• [GIVEN INFORMATION]:
• • • • • • •
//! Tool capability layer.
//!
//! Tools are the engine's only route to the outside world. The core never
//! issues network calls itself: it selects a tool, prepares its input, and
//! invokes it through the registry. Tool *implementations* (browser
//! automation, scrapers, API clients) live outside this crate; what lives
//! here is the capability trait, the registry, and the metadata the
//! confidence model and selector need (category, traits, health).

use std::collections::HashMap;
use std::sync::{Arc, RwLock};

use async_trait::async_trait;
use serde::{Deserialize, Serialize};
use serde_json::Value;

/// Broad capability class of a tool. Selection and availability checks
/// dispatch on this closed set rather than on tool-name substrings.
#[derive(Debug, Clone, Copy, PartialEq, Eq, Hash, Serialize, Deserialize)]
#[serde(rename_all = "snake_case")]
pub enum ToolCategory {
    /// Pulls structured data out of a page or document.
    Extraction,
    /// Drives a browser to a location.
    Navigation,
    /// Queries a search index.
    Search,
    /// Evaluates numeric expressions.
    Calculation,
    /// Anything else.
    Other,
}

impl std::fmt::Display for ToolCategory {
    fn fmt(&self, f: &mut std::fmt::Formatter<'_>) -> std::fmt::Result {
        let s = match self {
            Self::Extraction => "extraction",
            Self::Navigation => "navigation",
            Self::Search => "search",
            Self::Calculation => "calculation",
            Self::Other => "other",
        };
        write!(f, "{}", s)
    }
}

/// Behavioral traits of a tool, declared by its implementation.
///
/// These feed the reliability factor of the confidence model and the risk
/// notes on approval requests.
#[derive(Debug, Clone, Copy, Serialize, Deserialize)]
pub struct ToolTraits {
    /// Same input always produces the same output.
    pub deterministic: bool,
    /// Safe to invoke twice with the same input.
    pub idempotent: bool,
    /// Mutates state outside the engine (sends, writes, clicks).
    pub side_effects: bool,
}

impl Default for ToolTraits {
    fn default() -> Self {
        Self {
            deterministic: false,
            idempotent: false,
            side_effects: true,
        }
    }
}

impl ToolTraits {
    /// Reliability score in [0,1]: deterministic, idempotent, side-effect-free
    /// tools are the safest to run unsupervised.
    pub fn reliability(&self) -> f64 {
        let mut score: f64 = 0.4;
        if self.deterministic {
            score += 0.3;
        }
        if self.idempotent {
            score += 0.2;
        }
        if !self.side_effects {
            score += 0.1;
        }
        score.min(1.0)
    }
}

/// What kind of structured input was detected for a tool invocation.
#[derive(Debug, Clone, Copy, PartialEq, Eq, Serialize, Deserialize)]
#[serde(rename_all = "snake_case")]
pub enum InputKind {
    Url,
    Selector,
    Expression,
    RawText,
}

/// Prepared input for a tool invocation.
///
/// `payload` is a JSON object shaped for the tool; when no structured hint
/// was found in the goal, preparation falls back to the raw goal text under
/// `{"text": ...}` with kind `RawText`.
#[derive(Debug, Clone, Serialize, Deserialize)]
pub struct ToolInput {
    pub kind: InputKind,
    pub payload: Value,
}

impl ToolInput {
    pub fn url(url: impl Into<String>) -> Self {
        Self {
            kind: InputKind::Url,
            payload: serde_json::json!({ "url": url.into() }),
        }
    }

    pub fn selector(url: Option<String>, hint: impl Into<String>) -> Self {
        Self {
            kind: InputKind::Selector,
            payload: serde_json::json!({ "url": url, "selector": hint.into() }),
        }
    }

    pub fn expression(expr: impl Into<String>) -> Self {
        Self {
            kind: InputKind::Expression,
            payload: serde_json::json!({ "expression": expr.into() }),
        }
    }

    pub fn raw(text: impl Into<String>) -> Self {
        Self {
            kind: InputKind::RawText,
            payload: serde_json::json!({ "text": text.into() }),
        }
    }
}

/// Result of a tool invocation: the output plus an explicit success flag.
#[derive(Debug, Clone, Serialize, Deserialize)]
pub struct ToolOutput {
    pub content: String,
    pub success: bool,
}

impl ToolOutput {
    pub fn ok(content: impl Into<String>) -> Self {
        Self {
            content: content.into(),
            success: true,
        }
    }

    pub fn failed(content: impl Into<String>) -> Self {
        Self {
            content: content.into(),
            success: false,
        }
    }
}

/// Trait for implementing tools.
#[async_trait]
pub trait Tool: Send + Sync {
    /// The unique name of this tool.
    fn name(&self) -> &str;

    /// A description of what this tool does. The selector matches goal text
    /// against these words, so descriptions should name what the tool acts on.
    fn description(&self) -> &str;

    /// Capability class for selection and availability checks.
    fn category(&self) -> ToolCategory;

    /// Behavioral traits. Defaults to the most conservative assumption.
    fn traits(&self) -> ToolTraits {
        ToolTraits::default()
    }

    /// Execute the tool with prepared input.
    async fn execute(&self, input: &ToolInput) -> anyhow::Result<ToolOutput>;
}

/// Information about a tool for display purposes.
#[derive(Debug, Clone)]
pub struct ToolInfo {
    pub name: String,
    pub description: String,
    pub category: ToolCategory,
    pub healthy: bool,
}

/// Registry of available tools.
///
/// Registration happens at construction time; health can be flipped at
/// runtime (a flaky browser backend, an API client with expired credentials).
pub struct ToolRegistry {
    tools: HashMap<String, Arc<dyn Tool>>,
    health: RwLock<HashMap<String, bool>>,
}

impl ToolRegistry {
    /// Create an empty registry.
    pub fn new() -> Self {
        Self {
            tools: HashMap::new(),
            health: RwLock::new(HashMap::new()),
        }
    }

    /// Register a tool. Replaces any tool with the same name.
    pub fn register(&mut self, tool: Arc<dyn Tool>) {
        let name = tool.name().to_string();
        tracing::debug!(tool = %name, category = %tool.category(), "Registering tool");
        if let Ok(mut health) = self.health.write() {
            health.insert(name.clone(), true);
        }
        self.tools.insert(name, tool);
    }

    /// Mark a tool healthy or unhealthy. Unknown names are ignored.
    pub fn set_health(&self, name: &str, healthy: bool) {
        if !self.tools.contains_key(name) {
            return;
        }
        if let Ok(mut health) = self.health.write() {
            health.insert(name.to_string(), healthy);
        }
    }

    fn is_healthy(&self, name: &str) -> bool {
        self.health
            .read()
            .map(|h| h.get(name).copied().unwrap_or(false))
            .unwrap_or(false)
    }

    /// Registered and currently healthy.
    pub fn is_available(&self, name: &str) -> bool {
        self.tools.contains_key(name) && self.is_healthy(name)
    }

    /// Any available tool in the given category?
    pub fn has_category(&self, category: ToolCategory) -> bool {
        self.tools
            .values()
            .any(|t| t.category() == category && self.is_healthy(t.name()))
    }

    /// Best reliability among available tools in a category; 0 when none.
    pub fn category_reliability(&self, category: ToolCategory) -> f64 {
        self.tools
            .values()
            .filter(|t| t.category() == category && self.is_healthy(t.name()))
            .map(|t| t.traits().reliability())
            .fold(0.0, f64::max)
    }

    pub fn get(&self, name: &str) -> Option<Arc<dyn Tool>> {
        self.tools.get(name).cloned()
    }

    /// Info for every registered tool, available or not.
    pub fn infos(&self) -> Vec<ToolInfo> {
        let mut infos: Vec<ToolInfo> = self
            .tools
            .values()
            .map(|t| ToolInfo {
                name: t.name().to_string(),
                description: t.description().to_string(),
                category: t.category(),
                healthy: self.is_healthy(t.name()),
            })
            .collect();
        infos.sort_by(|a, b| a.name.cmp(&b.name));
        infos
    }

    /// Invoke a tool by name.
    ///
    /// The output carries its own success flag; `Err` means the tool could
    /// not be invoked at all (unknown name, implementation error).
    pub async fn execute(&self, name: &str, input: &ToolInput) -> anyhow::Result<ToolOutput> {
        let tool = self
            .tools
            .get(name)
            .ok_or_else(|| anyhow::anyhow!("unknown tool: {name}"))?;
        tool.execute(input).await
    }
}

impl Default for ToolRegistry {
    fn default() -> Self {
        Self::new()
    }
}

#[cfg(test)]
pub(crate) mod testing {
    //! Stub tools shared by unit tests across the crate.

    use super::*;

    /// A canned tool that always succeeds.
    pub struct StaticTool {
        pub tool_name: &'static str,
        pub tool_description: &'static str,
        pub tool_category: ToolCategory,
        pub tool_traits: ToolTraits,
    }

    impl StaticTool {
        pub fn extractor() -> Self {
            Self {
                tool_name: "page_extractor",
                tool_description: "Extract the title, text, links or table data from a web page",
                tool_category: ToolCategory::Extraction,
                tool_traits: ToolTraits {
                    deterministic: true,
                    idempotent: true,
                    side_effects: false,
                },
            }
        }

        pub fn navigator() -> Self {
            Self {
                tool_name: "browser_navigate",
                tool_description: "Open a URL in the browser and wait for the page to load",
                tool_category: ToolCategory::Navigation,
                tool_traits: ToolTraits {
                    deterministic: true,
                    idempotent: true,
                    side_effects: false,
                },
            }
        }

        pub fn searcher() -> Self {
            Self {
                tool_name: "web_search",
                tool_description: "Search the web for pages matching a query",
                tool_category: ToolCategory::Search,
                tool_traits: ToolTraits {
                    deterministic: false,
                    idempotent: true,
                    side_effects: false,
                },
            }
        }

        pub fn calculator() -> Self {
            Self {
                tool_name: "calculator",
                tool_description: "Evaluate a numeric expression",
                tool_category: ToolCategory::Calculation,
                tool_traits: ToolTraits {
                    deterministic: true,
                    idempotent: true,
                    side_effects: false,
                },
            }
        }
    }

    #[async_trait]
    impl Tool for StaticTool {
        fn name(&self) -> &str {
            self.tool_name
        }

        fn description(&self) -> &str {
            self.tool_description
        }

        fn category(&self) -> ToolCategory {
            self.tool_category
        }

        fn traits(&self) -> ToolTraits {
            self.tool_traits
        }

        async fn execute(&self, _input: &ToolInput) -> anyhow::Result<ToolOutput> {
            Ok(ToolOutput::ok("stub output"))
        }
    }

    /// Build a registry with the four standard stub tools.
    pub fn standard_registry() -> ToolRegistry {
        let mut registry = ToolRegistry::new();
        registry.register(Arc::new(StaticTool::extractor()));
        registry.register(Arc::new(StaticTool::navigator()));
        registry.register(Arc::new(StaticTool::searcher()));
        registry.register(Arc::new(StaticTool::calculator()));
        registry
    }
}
• • • • • • •
• [REQUIRED ACTION]: Would you return all lines from the preceding listing that contain the word "Copy"?

• [TASK OUTPUT]:
#[derive(Debug, Clone, Copy, PartialEq, Eq, Hash, Serialize, Deserialize)]
#[derive(Debug, Clone, Copy, Serialize, Deserialize)]
#[derive(Debug, Clone, Copy, PartialEq, Eq, Serialize, Deserialize)]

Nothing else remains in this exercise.